> _GIVEN RECORDS_

//! Collision world
//!
//! A flat registry of axis-aligned boxes owned by actors. There is no spatial
//! partitioning: the box count is small and queries are issued per shot, not
//! per pair per frame. Registration and removal are O(1) (append and
//! swap-remove inside the dense slot map).

use slotmap::{new_key_type, DenseSlotMap};

use super::collision::{aabb_aabb, segment_aabb, Aabb, LineSegment};
use crate::foundation::math::Vec3;
use crate::scene::{ActorId, Transform};

new_key_type! {
    /// Handle to a registered collidable box
    pub struct BoxId;
}

/// A registry entry: an object-space box and its world-space image
#[derive(Debug, Clone, Copy, PartialEq)]
pub struct CollidableBox {
    /// Box in the owner's object space
    pub object_box: Aabb,
    /// Box in world space, derived from `object_box` and the owner transform
    pub world_box: Aabb,
    /// Actor this box belongs to
    pub owner: ActorId,
    /// Whether the owner's rotation is applied when deriving `world_box`
    pub rotate_with_owner: bool,
}

impl CollidableBox {
    /// Create an entry whose world box is derived from `transform`
    pub fn new(owner: ActorId, object_box: Aabb, rotate_with_owner: bool, transform: &Transform) -> Self {
        let mut entry = Self {
            object_box,
            world_box: object_box,
            owner,
            rotate_with_owner,
        };
        entry.refresh(transform);
        entry
    }

    /// Recompute the world box: scale, then optionally rotate, then translate
    pub fn refresh(&mut self, transform: &Transform) {
        let scale = transform.scale();
        let mut world = Aabb::new(self.object_box.min * scale, self.object_box.max * scale);

        if self.rotate_with_owner {
            world.rotate(&transform.rotation());
        }

        let position = transform.position();
        world.min += position;
        world.max += position;
        self.world_box = world;
    }
}

/// Result of a successful segment cast
#[derive(Debug, Clone, Copy, PartialEq)]
pub struct CollisionInfo {
    /// World-space point where the segment entered the box
    pub point: Vec3,
    /// Outward normal of the entered face
    pub normal: Vec3,
    /// Parametric position of the hit along the segment
    pub t: f32,
    /// Owner of the box that was hit
    pub actor: ActorId,
    /// The box that was hit
    pub box_id: BoxId,
}

/// Registry of collidable boxes answering segment casts
#[derive(Default)]
pub struct PhysWorld {
    boxes: DenseSlotMap<BoxId, CollidableBox>,
}

impl PhysWorld {
    /// Create an empty collision world
    pub fn new() -> Self {
        Self::default()
    }

    /// Register a box
    pub fn add_box(&mut self, entry: CollidableBox) -> BoxId {
        let id = self.boxes.insert(entry);
        log::debug!("Registered collision box {:?} for actor {:?}", id, entry.owner);
        id
    }

    /// Deregister a box
    ///
    /// # Panics
    ///
    /// Panics if `id` is not registered. Removing a box twice is a lifecycle
    /// bug in the caller.
    pub fn remove_box(&mut self, id: BoxId) -> CollidableBox {
        match self.boxes.remove(id) {
            Some(entry) => {
                log::debug!("Removed collision box {:?} for actor {:?}", id, entry.owner);
                entry
            }
            None => panic!("remove_box: collision box {id:?} is not registered"),
        }
    }

    /// Look up a registered box
    pub fn get(&self, id: BoxId) -> Option<&CollidableBox> {
        self.boxes.get(id)
    }

    /// Re-derive a box's world box from its owner's transform
    pub fn refresh_box(&mut self, id: BoxId, transform: &Transform) {
        if let Some(entry) = self.boxes.get_mut(id) {
            entry.refresh(transform);
        }
    }

    /// Number of registered boxes
    pub fn len(&self) -> usize {
        self.boxes.len()
    }

    /// True when no boxes are registered
    pub fn is_empty(&self) -> bool {
        self.boxes.is_empty()
    }

    /// Iterate all registered boxes
    pub fn iter(&self) -> impl Iterator<Item = (BoxId, &CollidableBox)> {
        self.boxes.iter()
    }

    /// Closest hit of `segment` against every registered box
    pub fn segment_cast(&self, segment: &LineSegment) -> Option<CollisionInfo> {
        self.segment_cast_filtered(segment, |_| true)
    }

    /// Closest hit of `segment` against boxes whose owner passes `filter`
    ///
    /// Every box is tested; the hit with the smallest `t` wins, so the result
    /// does not depend on registration order.
    pub fn segment_cast_filtered<F>(&self, segment: &LineSegment, filter: F) -> Option<CollisionInfo>
    where
        F: Fn(ActorId) -> bool,
    {
        let mut closest: Option<CollisionInfo> = None;

        for (box_id, entry) in &self.boxes {
            if !filter(entry.owner) {
                continue;
            }
            let Some(hit) = segment_aabb(segment, &entry.world_box) else {
                continue;
            };
            if closest.map_or(true, |best| hit.t < best.t) {
                closest = Some(CollisionInfo {
                    point: segment.point_on_segment(hit.t),
                    normal: hit.normal,
                    t: hit.t,
                    actor: entry.owner,
                    box_id,
                });
            }
        }

        closest
    }

    /// Report every overlapping pair of world boxes by brute force
    pub fn test_pairwise<F>(&self, mut on_overlap: F)
    where
        F: FnMut(ActorId, ActorId),
    {
        let entries: Vec<&CollidableBox> = self.boxes.values().collect();
        for (i, a) in entries.iter().enumerate() {
            for b in &entries[i + 1..] {
                if aabb_aabb(&a.world_box, &b.world_box) {
                    on_overlap(a.owner, b.owner);
                }
            }
        }
    }

    /// Report every overlapping pair of world boxes using sweep and prune on x
    pub fn test_sweep_and_prune<F>(&self, mut on_overlap: F)
    where
        F: FnMut(ActorId, ActorId),
    {
        let mut entries: Vec<&CollidableBox> = self.boxes.values().collect();
        entries.sort_by(|a, b| a.world_box.min.x.total_cmp(&b.world_box.min.x));

        for (i, a) in entries.iter().enumerate() {
            let max_x = a.world_box.max.x;
            for b in entries[i + 1..].iter().take_while(|b| b.world_box.min.x <= max_x) {
                if aabb_aabb(&a.world_box, &b.world_box) {
                    on_overlap(a.owner, b.owner);
                }
            }
        }
    }
}
//! Level description loaded from TOML

use std::path::Path;

use actor_kernel::foundation::math::{constants, Vec3};
use actor_kernel::input::KeyCode;
use serde::Deserialize;

use crate::error::AppError;

/// Grid of floor tiles
#[derive(Debug, Clone, Deserialize)]
#[serde(default)]
pub struct FloorDesc {
    /// Coordinate of the first tile center on both axes
    pub start: f32,
    /// Distance between tile centers
    pub size: f32,
    /// Tiles per row and per column
    pub count: u32,
    /// Z of the floor
    pub height: f32,
}

impl Default for FloorDesc {
    fn default() -> Self {
        Self {
            start: -1250.0,
            size: 250.0,
            count: 10,
            height: -100.0,
        }
    }
}

/// Ring of wall tiles around the floor
#[derive(Debug, Clone, Deserialize)]
#[serde(default)]
pub struct WallDesc {
    /// Distance of each wall from the origin
    pub distance: f32,
    /// Z of the wall tile centers
    pub height: f32,
}

impl Default for WallDesc {
    fn default() -> Self {
        Self {
            distance: 1500.0,
            height: 300.0,
        }
    }
}

/// Player placement and movement limits
#[derive(Debug, Clone, Deserialize)]
#[serde(default)]
pub struct PlayerDesc {
    pub position: [f32; 3],
    pub max_forward_speed: f32,
    pub max_angular_speed: f32,
}

impl Default for PlayerDesc {
    fn default() -> Self {
        Self {
            position: [0.0; 3],
            max_forward_speed: 400.0,
            max_angular_speed: constants::PI,
        }
    }
}

/// Projectile settings
#[derive(Debug, Clone, Deserialize)]
#[serde(default)]
pub struct BallDesc {
    pub speed: f32,
    /// Seconds before a ball removes itself
    pub lifetime: f32,
    pub radius: f32,
}

impl Default for BallDesc {
    fn default() -> Self {
        Self {
            speed: 1500.0,
            lifetime: 2.0,
            radius: 10.0,
        }
    }
}

/// One target
#[derive(Debug, Clone, Deserialize)]
pub struct TargetDesc {
    pub position: [f32; 3],
    /// Rotation about +Z in radians
    #[serde(default = "default_target_yaw")]
    pub yaw: f32,
}

fn default_target_yaw() -> f32 {
    constants::PI
}

/// A ball fired on a given frame
#[derive(Debug, Clone, Deserialize)]
pub struct ShotDesc {
    pub frame: u32,
}

/// Keys held down for frames `start..=end`
#[derive(Debug, Clone, Deserialize)]
pub struct InputDesc {
    pub start: u32,
    pub end: u32,
    pub keys: Vec<KeyCode>,
}

/// A complete range layout plus the scripted session played on it
#[derive(Debug, Clone, Deserialize)]
pub struct Level {
    /// Number of frames to simulate
    pub frames: u32,
    #[serde(default)]
    pub hit_sound: Option<String>,
    #[serde(default)]
    pub shot_sound: Option<String>,
    #[serde(default)]
    pub floor: FloorDesc,
    #[serde(default)]
    pub walls: Option<WallDesc>,
    #[serde(default)]
    pub player: PlayerDesc,
    #[serde(default)]
    pub ball: BallDesc,
    #[serde(default)]
    pub targets: Vec<TargetDesc>,
    #[serde(default)]
    pub shots: Vec<ShotDesc>,
    #[serde(default)]
    pub inputs: Vec<InputDesc>,
}

impl Level {
    /// Read and validate a level file
    pub fn load(path: impl AsRef<Path>) -> Result<Self, AppError> {
        let path = path.as_ref();
        let contents = std::fs::read_to_string(path).map_err(|source| AppError::LevelIo {
            path: path.display().to_string(),
            source,
        })?;
        Self::from_toml_str(&contents)
    }

    /// Parse and validate level text
    pub fn from_toml_str(contents: &str) -> Result<Self, AppError> {
        let level: Self = toml::from_str(contents)?;
        level.validate()?;
        Ok(level)
    }

    fn validate(&self) -> Result<(), AppError> {
        if self.frames == 0 {
            return Err(AppError::InvalidLevel("frames must be positive".to_string()));
        }
        if self.floor.size <= 0.0 {
            return Err(AppError::InvalidLevel("floor tiles need a positive size".to_string()));
        }
        if self.ball.speed <= 0.0 || self.ball.lifetime <= 0.0 {
            return Err(AppError::InvalidLevel(
                "balls need a positive speed and lifetime".to_string(),
            ));
        }
        if let Some(input) = self.inputs.iter().find(|input| input.start > input.end) {
            return Err(AppError::InvalidLevel(format!(
                "input window {}..={} is reversed",
                input.start, input.end
            )));
        }
        Ok(())
    }

    /// Keys held on `frame`
    pub fn keys_on(&self, frame: u32) -> Vec<KeyCode> {
        let mut keys: Vec<KeyCode> = self
            .inputs
            .iter()
            .filter(|input| (input.start..=input.end).contains(&frame))
            .flat_map(|input| input.keys.iter().copied())
            .collect();
        keys.dedup();
        keys
    }

    /// Whether a ball is fired on `frame`
    pub fn fires_on(&self, frame: u32) -> bool {
        self.shots.iter().any(|shot| shot.frame == frame)
    }

    /// Player start position
    pub fn player_position(&self) -> Vec3 {
        Vec3::from(self.player.position)
    }
}

#[cfg(test)]
mod tests {
    use super::*;

    const MINIMAL: &str = r#"
frames = 30

[[targets]]
position = [100.0, 0.0, 0.0]

[[shots]]
frame = 2

[[inputs]]
start = 5
end = 8
keys = ["W", "D"]
"#;

    #[test]
    fn test_minimal_level_uses_defaults() {
        let level = Level::from_toml_str(MINIMAL).unwrap();

        assert_eq!(level.frames, 30);
        assert_eq!(level.floor.count, 10);
        assert!(level.walls.is_none());
        assert_eq!(level.targets.len(), 1);
        assert_eq!(level.targets[0].yaw, constants::PI);
        assert_eq!(level.player_position(), Vec3::zeros());
    }

    #[test]
    fn test_script_lookup() {
        let level = Level::from_toml_str(MINIMAL).unwrap();

        assert!(level.fires_on(2));
        assert!(!level.fires_on(3));
        assert!(level.keys_on(4).is_empty());
        assert_eq!(level.keys_on(5), vec![KeyCode::W, KeyCode::D]);
        assert_eq!(level.keys_on(8), vec![KeyCode::W, KeyCode::D]);
        assert!(level.keys_on(9).is_empty());
    }

    #[test]
    fn test_reversed_input_window_is_rejected() {
        let text = "frames = 10\n[[inputs]]\nstart = 5\nend = 2\nkeys = [\"A\"]\n";
        assert!(matches!(Level::from_toml_str(text), Err(AppError::InvalidLevel(_))));
    }

    #[test]
    fn test_unknown_key_is_parse_error() {
        let text = "frames = 10\n[[inputs]]\nstart = 0\nend = 2\nkeys = [\"Banana\"]\n";
        assert!(matches!(Level::from_toml_str(text), Err(AppError::LevelParse(_))));
    }

    #[test]
    fn test_missing_file_is_io_error() {
        let result = Level::load("definitely/not/here.toml");
        assert!(matches!(result, Err(AppError::LevelIo { .. })));
    }
}
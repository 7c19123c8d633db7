//! Geometry primitives and intersection tests
//!
//! Pure value types with no dependencies on the actor model. Collision
//! queries in [`super::phys_world`] are built on these.

pub mod intersect;
pub mod primitives;

pub use intersect::{
    aabb_aabb, capsule_capsule, segment_aabb, segment_plane, segment_sphere, sphere_aabb,
    sphere_sphere, swept_sphere, SegmentHit,
};
pub use primitives::{Aabb, Capsule, ConvexPolygon, LineSegment, Obb, Plane, Sphere};
//! Application errors

use actor_kernel::config::ConfigError;
use thiserror::Error;

/// Errors surfaced by the target range driver
#[derive(Error, Debug)]
pub enum AppError {
    /// Kernel configuration could not be loaded
    #[error("Configuration error: {0}")]
    Config(#[from] ConfigError),

    /// Level file could not be read
    #[error("Failed to read level '{path}': {source}")]
    LevelIo {
        /// Path that was requested
        path: String,
        /// Underlying IO error
        #[source]
        source: std::io::Error,
    },

    /// Level file is not valid TOML for a level
    #[error("Failed to parse level: {0}")]
    LevelParse(#[from] toml::de::Error),

    /// Level parsed but describes something the range cannot build
    #[error("Invalid level: {0}")]
    InvalidLevel(String),
}
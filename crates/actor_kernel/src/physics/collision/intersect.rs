//! Intersection tests between primitives
//!
//! Every function is pure and total: degenerate input (zero-length segment,
//! zero radius, no relative motion) has a defined answer instead of NaN
//! propagation or a panic.

use super::primitives::{Aabb, Capsule, LineSegment, Plane, Sphere, GEOMETRY_EPSILON};
use crate::foundation::math::Vec3;

/// Where a segment enters a box
#[derive(Debug, Clone, Copy, PartialEq)]
pub struct SegmentHit {
    /// Parametric position along the segment, in [0, 1]
    pub t: f32,
    /// Outward normal of the face that was entered
    pub normal: Vec3,
}

/// Sphere vs sphere overlap
pub fn sphere_sphere(a: &Sphere, b: &Sphere) -> bool {
    let radii = a.radius + b.radius;
    (a.center - b.center).magnitude_squared() <= radii * radii
}

/// AABB vs AABB overlap (touching faces count)
pub fn aabb_aabb(a: &Aabb, b: &Aabb) -> bool {
    !(a.max.x < b.min.x || a.max.y < b.min.y || a.max.z < b.min.z
        || b.max.x < a.min.x || b.max.y < a.min.y || b.max.z < a.min.z)
}

/// Capsule vs capsule overlap
pub fn capsule_capsule(a: &Capsule, b: &Capsule) -> bool {
    let dist_sq = LineSegment::min_dist_sq_between(&a.segment, &b.segment);
    let radii = a.radius + b.radius;
    dist_sq <= radii * radii
}

/// Sphere vs AABB overlap
pub fn sphere_aabb(sphere: &Sphere, aabb: &Aabb) -> bool {
    aabb.min_dist_sq(&sphere.center) <= sphere.radius * sphere.radius
}

/// First point where the segment touches the sphere
///
/// Returns the smallest `t` in [0, 1]; a segment starting inside the sphere
/// reports where it leaves. A zero-length segment hits at `t = 0` exactly
/// when its point lies inside the sphere.
pub fn segment_sphere(segment: &LineSegment, sphere: &Sphere) -> Option<f32> {
    let x = segment.start - sphere.center;
    let y = segment.direction();
    let a = y.magnitude_squared();
    let c = x.magnitude_squared() - sphere.radius * sphere.radius;

    if a <= GEOMETRY_EPSILON {
        return (c <= 0.0).then_some(0.0);
    }

    let b = 2.0 * x.dot(&y);
    let discriminant = b * b - 4.0 * a * c;
    if discriminant < 0.0 {
        return None;
    }

    let root = discriminant.sqrt();
    let t_min = (-b - root) / (2.0 * a);
    let t_max = (-b + root) / (2.0 * a);
    if (0.0..=1.0).contains(&t_min) {
        Some(t_min)
    } else if (0.0..=1.0).contains(&t_max) {
        Some(t_max)
    } else {
        None
    }
}

/// Where the segment crosses the plane
///
/// A segment parallel to the plane hits at `t = 0` only if it lies in it.
pub fn segment_plane(segment: &LineSegment, plane: &Plane) -> Option<f32> {
    let denom = segment.direction().dot(&plane.normal);
    let start_dist = plane.signed_dist(&segment.start);

    if denom.abs() <= GEOMETRY_EPSILON {
        return (start_dist.abs() <= GEOMETRY_EPSILON).then_some(0.0);
    }

    let t = -start_dist / denom;
    (0.0..=1.0).contains(&t).then_some(t)
}

/// Slab test of a segment against an AABB
///
/// Tracks the entry `t` per axis together with the axis and sign that
/// produced it, so the hit carries the outward normal of the entered face.
/// A segment that starts inside the box hits at `t = 0` with the normal of
/// the face nearest its start point.
pub fn segment_aabb(segment: &LineSegment, aabb: &Aabb) -> Option<SegmentHit> {
    let start = segment.start;
    let dir = segment.direction();

    if aabb.contains(&start) {
        return Some(SegmentHit { t: 0.0, normal: nearest_face_normal(aabb, &start) });
    }

    let mut t_enter = f32::NEG_INFINITY;
    let mut t_exit = f32::INFINITY;
    let mut enter_normal = Vec3::zeros();

    for axis in 0..3 {
        let (lo, hi, s, d) = (aabb.min[axis], aabb.max[axis], start[axis], dir[axis]);

        if d.abs() <= GEOMETRY_EPSILON {
            // Parallel to this slab: must already be between its planes
            if s < lo || s > hi {
                return None;
            }
            continue;
        }

        // Moving +axis enters through the min face, -axis through the max face
        let (near, far, sign) = if d > 0.0 {
            ((lo - s) / d, (hi - s) / d, -1.0)
        } else {
            ((hi - s) / d, (lo - s) / d, 1.0)
        };

        if near > t_enter {
            t_enter = near;
            enter_normal = Vec3::zeros();
            enter_normal[axis] = sign;
        }
        t_exit = t_exit.min(far);

        if t_enter > t_exit {
            return None;
        }
    }

    if t_enter < 0.0 || t_enter > 1.0 {
        return None;
    }

    Some(SegmentHit { t: t_enter, normal: enter_normal })
}

fn nearest_face_normal(aabb: &Aabb, point: &Vec3) -> Vec3 {
    let mut best = f32::INFINITY;
    let mut normal = Vec3::zeros();
    for axis in 0..3 {
        let to_min = point[axis] - aabb.min[axis];
        let to_max = aabb.max[axis] - point[axis];
        if to_min < best {
            best = to_min;
            normal = Vec3::zeros();
            normal[axis] = -1.0;
        }
        if to_max < best {
            best = to_max;
            normal = Vec3::zeros();
            normal[axis] = 1.0;
        }
    }
    normal
}

/// Continuous sphere vs sphere test over one timestep
///
/// `p0`/`p1` are the first sphere at the start/end of the step, `q0`/`q1`
/// the second. Radii are taken from the start spheres. Returns the earliest
/// `t` in [0, 1] at which the surfaces touch. Spheres already touching at
/// the start report `t = 0`.
pub fn swept_sphere(p0: &Sphere, p1: &Sphere, q0: &Sphere, q1: &Sphere) -> Option<f32> {
    let x = p0.center - q0.center;
    let y = (p1.center - p0.center) - (q1.center - q0.center);
    let radii = p0.radius + q0.radius;

    let c = x.magnitude_squared() - radii * radii;
    if c <= 0.0 {
        return Some(0.0);
    }

    let a = y.magnitude_squared();
    if a <= GEOMETRY_EPSILON {
        // No relative motion and not touching now
        return None;
    }

    let b = 2.0 * x.dot(&y);
    let discriminant = b * b - 4.0 * a * c;
    if discriminant < 0.0 {
        return None;
    }

    let t = (-b - discriminant.sqrt()) / (2.0 * a);
    (0.0..=1.0).contains(&t).then_some(t)
}
//! Audio component
//!
//! Plays events on behalf of its owner. Positional (3D) events follow the
//! owner's position and facing; finished events are dropped each update.

use crate::audio::SoundEvent;
use crate::scene::{ActorContext, Component};

/// Update order of audio; runs after movement and cameras have settled
pub const AUDIO_UPDATE_ORDER: i32 = 200;

/// Sound source attached to an actor
#[derive(Debug, Clone, Default)]
pub struct AudioComponent {
    events_2d: Vec<SoundEvent>,
    events_3d: Vec<SoundEvent>,
}

impl AudioComponent {
    /// An emitter with no events
    pub fn new() -> Self {
        Self::default()
    }

    /// Start an event; positional events are placed at the owner
    pub fn play_event(&mut self, ctx: &mut ActorContext<'_>, name: &str) -> SoundEvent {
        let position = ctx.position();
        let forward = ctx.forward();
        let audio = ctx.audio_mut();
        let event = audio.play_event(name);
        if event == SoundEvent::INVALID {
            return event;
        }

        if audio.is_3d(event) {
            audio.set_3d_attributes(event, position, forward);
            self.events_3d.push(event);
        } else {
            self.events_2d.push(event);
        }
        event
    }

    /// Stop every event this component started
    pub fn stop_all_events(&mut self, ctx: &mut ActorContext<'_>) {
        let audio = ctx.audio_mut();
        for event in self.events_2d.drain(..).chain(self.events_3d.drain(..)) {
            audio.stop(event, true);
        }
    }

    /// Events still tracked as (2D, 3D)
    pub fn event_counts(&self) -> (usize, usize) {
        (self.events_2d.len(), self.events_3d.len())
    }
}

impl Component for AudioComponent {
    fn update_order(&self) -> i32 {
        AUDIO_UPDATE_ORDER
    }

    fn update(&mut self, ctx: &mut ActorContext<'_>, _delta_time: f32) {
        let audio = ctx.audio_mut();
        self.events_2d.retain(|&event| audio.is_valid(event));
        self.events_3d.retain(|&event| audio.is_valid(event));
    }

    fn on_world_transform_changed(&mut self, ctx: &mut ActorContext<'_>) {
        let position = ctx.position();
        let forward = ctx.forward();
        let audio = ctx.audio_mut();
        for &event in &self.events_3d {
            audio.set_3d_attributes(event, position, forward);
        }
    }

    fn on_detach(&mut self, ctx: &mut ActorContext<'_>) {
        self.stop_all_events(ctx);
    }
}

#[cfg(test)]
mod tests {
    use super::*;
    use crate::audio::backend::testing::RecordingBackend;
    use crate::audio::AudioSystem;
    use crate::foundation::math::Vec3;
    use crate::scene::{Actor, World};
    use approx::assert_relative_eq;

    #[test]
    fn test_3d_events_follow_owner() {
        let (backend, log) = RecordingBackend::new(&["music"], &["engine"]);
        let mut world = World::new(AudioSystem::new(Box::new(backend)));
        let id = world.add_actor(Actor::new("car"));
        let cid = world.add_component(id, AudioComponent::new());

        let engine = world
            .with_component_mut::<AudioComponent, _, _>(id, cid, |audio, ctx| {
                audio.play_event(ctx, "music");
                audio.play_event(ctx, "engine")
            })
            .unwrap();
        assert_eq!(world.component::<AudioComponent>(id, cid).unwrap().event_counts(), (1, 1));

        world.set_position(id, Vec3::new(5.0, 0.0, 0.0));
        let (handle, position, _) = *log.borrow().attributes.last().unwrap();
        assert_eq!(handle, engine.id());
        assert_relative_eq!(position, Vec3::new(5.0, 0.0, 0.0));
    }

    #[test]
    fn test_finished_events_pruned_and_detach_stops() {
        let (backend, log) = RecordingBackend::new(&["music", "jingle"], &[]);
        let mut world = World::new(AudioSystem::new(Box::new(backend)));
        let id = world.add_actor(Actor::new("radio"));
        let cid = world.add_component(id, AudioComponent::new());

        let jingle = world
            .with_component_mut::<AudioComponent, _, _>(id, cid, |audio, ctx| {
                audio.play_event(ctx, "music");
                audio.play_event(ctx, "jingle")
            })
            .unwrap();

        log.borrow_mut().playing.remove(&jingle.id());
        world.update(0.016);
        assert_eq!(world.component::<AudioComponent>(id, cid).unwrap().event_counts(), (1, 0));

        world.destroy_actor(id);
        assert_eq!(log.borrow().stopped.len(), 1);
        assert!(log.borrow().playing.is_empty());
    }
}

> _INSTRUCTIONS TO FOLLOW_
Could you copy each line in the listing above that includes the word "WallDesc"?

> _TASK RESPONSE_
pub struct WallDesc {
impl Default for WallDesc {
    pub walls: Option<WallDesc>,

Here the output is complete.